As criticism of the War on Drugs continues to grow, it is essential to analyze the relationship drug policies have had on imprisonment and the impact of the methods used on social perceptions of drug use and substance abuse. In the 1980s, the U.S. held 150 prisoners for every 100,000 citizens. Today, 760 out of every 100,000 adults find themselves behind bars. The War on Drugs has been cited as the primary cause for this drastic increase. With rates significantly higher than all other developed nations combined, one has to question the tactics attributed to upholding the War on Drugs.

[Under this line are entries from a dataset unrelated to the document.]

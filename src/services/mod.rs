//! Business logic services

pub mod admin;
pub mod catalog;
pub mod circulation;
pub mod users;

use std::sync::Arc;

use crate::{admin::AdminSite, config::AuthConfig, repository::Repository};

/// Container for all services
#[derive(Clone)]
pub struct Services {
    pub catalog: catalog::CatalogService,
    pub circulation: circulation::CirculationService,
    pub users: users::UsersService,
    pub admin: admin::AdminService,
    repository: Repository,
}

impl Services {
    /// Create all services with the given repository
    pub fn new(repository: Repository, auth_config: AuthConfig, site: Arc<AdminSite>) -> Self {
        Self {
            catalog: catalog::CatalogService::new(repository.clone()),
            circulation: circulation::CirculationService::new(repository.clone()),
            users: users::UsersService::new(repository.clone(), auth_config),
            admin: admin::AdminService::new(repository.clone(), site),
            repository,
        }
    }

    /// Check database connectivity
    pub async fn ping(&self) -> crate::error::AppResult<()> {
        self.repository.ping().await
    }
}
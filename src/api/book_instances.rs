//! Book instances API endpoints

use axum::{
    extract::{Path, Query, State},
    http::StatusCode,
    Json,
};
use uuid::Uuid;
use validator::Validate;

use crate::{
    error::AppResult,
    models::{
        book_instance::{BookInstanceDetails, BookInstanceInput, BookInstanceQuery},
        enums::Permission,
    },
    AppState,
};

use super::{AuthenticatedUser, ListQuery, PaginatedResponse};

/// List copies, soonest due first
#[utoipa::path(
    get,
    path = "/book-instances",
    tag = "book-instances",
    security(("bearer_auth" = [])),
    params(BookInstanceQuery, ListQuery),
    responses(
        (status = 200, description = "Copies list", body = PaginatedResponse<BookInstanceDetails>),
        (status = 401, description = "Not authenticated")
    )
)]
pub async fn list_book_instances(
    State(state): State<AppState>,
    AuthenticatedUser(claims): AuthenticatedUser,
    Query(query): Query<BookInstanceQuery>,
    Query(list): Query<ListQuery>,
) -> AppResult<Json<PaginatedResponse<BookInstanceDetails>>> {
    claims.require_staff()?;
    let per_page = state.config.admin.list_per_page;
    let (instances, total) = state
        .services
        .circulation
        .list(&query, list.window(per_page)?)
        .await?;
    let items = instances.into_iter().map(Into::into).collect();
    Ok(Json(PaginatedResponse::new(items, total, &list, per_page)))
}

/// Get copy by ID
#[utoipa::path(
    get,
    path = "/book-instances/{id}",
    tag = "book-instances",
    security(("bearer_auth" = [])),
    params(("id" = Uuid, Path, description = "Book instance ID")),
    responses(
        (status = 200, description = "Copy details", body = BookInstanceDetails),
        (status = 404, description = "Copy not found")
    )
)]
pub async fn get_book_instance(
    State(state): State<AppState>,
    AuthenticatedUser(claims): AuthenticatedUser,
    Path(id): Path<Uuid>,
) -> AppResult<Json<BookInstanceDetails>> {
    claims.require_staff()?;
    let instance = state.services.circulation.get(id).await?;
    Ok(Json(instance.into()))
}

/// Register a copy (status defaults to maintenance)
#[utoipa::path(
    post,
    path = "/book-instances",
    tag = "book-instances",
    security(("bearer_auth" = [])),
    request_body = BookInstanceInput,
    responses(
        (status = 201, description = "Copy created", body = BookInstanceDetails),
        (status = 400, description = "Invalid input", body = crate::error::ErrorResponse)
    )
)]
pub async fn create_book_instance(
    State(state): State<AppState>,
    AuthenticatedUser(claims): AuthenticatedUser,
    Json(data): Json<BookInstanceInput>,
) -> AppResult<(StatusCode, Json<BookInstanceDetails>)> {
    claims.require_staff()?;
    data.validate()?;
    let instance = state.services.circulation.create(&data).await?;
    Ok((StatusCode::CREATED, Json(instance.into())))
}

/// Update a copy
#[utoipa::path(
    put,
    path = "/book-instances/{id}",
    tag = "book-instances",
    security(("bearer_auth" = [])),
    params(("id" = Uuid, Path, description = "Book instance ID")),
    request_body = BookInstanceInput,
    responses(
        (status = 200, description = "Copy updated", body = BookInstanceDetails),
        (status = 404, description = "Copy not found")
    )
)]
pub async fn update_book_instance(
    State(state): State<AppState>,
    AuthenticatedUser(claims): AuthenticatedUser,
    Path(id): Path<Uuid>,
    Json(data): Json<BookInstanceInput>,
) -> AppResult<Json<BookInstanceDetails>> {
    claims.require_staff()?;
    data.validate()?;
    let instance = state.services.circulation.update(id, &data).await?;
    Ok(Json(instance.into()))
}

/// Delete a copy
#[utoipa::path(
    delete,
    path = "/book-instances/{id}",
    tag = "book-instances",
    security(("bearer_auth" = [])),
    params(("id" = Uuid, Path, description = "Book instance ID")),
    responses(
        (status = 204, description = "Copy deleted"),
        (status = 404, description = "Copy not found")
    )
)]
pub async fn delete_book_instance(
    State(state): State<AppState>,
    AuthenticatedUser(claims): AuthenticatedUser,
    Path(id): Path<Uuid>,
) -> AppResult<StatusCode> {
    claims.require_staff()?;
    state.services.circulation.delete(id).await?;
    Ok(StatusCode::NO_CONTENT)
}

/// Mark a copy as returned: available, no due date, no borrower
#[utoipa::path(
    post,
    path = "/book-instances/{id}/mark-returned",
    tag = "book-instances",
    security(("bearer_auth" = [])),
    params(("id" = Uuid, Path, description = "Book instance ID")),
    responses(
        (status = 200, description = "Copy returned", body = BookInstanceDetails),
        (status = 403, description = "Missing permission to mark returns"),
        (status = 404, description = "Copy not found")
    )
)]
pub async fn mark_returned(
    State(state): State<AppState>,
    AuthenticatedUser(claims): AuthenticatedUser,
    Path(id): Path<Uuid>,
) -> AppResult<Json<BookInstanceDetails>> {
    claims.require_perm(Permission::CanMarkReturned)?;
    let instance = state.services.circulation.mark_returned(id).await?;
    Ok(Json(instance.into()))
}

One of the most instrumental factors in implementing the war on drugs without large public outcry has been the stigmatization of drug users. In order to combat drug use, authorities have frequently portrayed drug users in a negative light. Drug use is often depicted as a moral failing that leads to further criminal behaviour, leading to the stigmatization and inferior treatment of drug users by society. This tactic instills fear in the public, which results in a negative perception of drug use and a stigma towards drug users. Additionally, blaming drug users for societal problems allows for simple attribution of accountability and blame. One method of stigmatizing drug users is to associate them with groups already marginalized within society, such as minorities and immigrants. When crack cocaine became a serious issue in the 1980s (one of the reasons the War on Drugs was successfully promoted), the majority of the propaganda focused on African Americans.
Research has shown that in the United States, a Caucasian is just as likely to be a drug user or drug dealer as an African American, yet African Americans are disproportionately affected by the War on Drugs. Racial profiling causes minorities to be at a greater risk for being caught with drugs, and African Americans face sentences 10 times greater than Caucasians found guilty of the same crime.
The drug myths created throughout the War on Drugs have formed a damaging stigma against drug users, diminishing empathy from the general population and virtually eliminating any desire to assist this marginalized group. Not only is this stigma founded on emotions rather than factual evidence, it violates numerous human rights of drug users and forces them to resort to underground groups where they are accepted. This may ultimately lead to further criminal behavior, perpetuating the stigma founded on false pretenses.
This stigma can even be seen in international law. The 1961 Single Convention on Narcotic Drugs declares that ‘addiction’ serves as ‘a serious evil’ and ‘a social and economic danger to mankind.’ Given that addiction is an individual concept, the use of ‘evil’ negatively stigmatizes those partaking in the act, attributing it to addicts in an individual manner. Because this stigmatization creates a stereotype, which results in a prejudice, it does not comply with international human rights standards. In the Universal declaration of Human Rights, the preamble affirms, “the peoples of the United Nations have in the Charter reaffirmed their faith…in the dignity and worth of the human person.” Thus, by categorizing millions of people as “evil” and essentially promoting prejudice, this rhetoric has violated one of the main principles of human rights.
The majority of the population is not inclined to address the problems of stigmatized groups, as long as these issues do not extend to them. The stigma against drug users runs deep throughout society and plays a pivotal role in the criminalization tactics of the War on Drugs. Portugal serves as a positive example for reducing stigmatization of drug users through decriminalization. A top Portuguese drug official affirmed that the stigma encouraged by the criminalization of drug use was a considerable barrier to efficient treatment programs and effective education on drug use. Reducing stigma about drug addiction is one of the key ingredients to a successful holistic drug policy and requires both revision to existing law and social perception.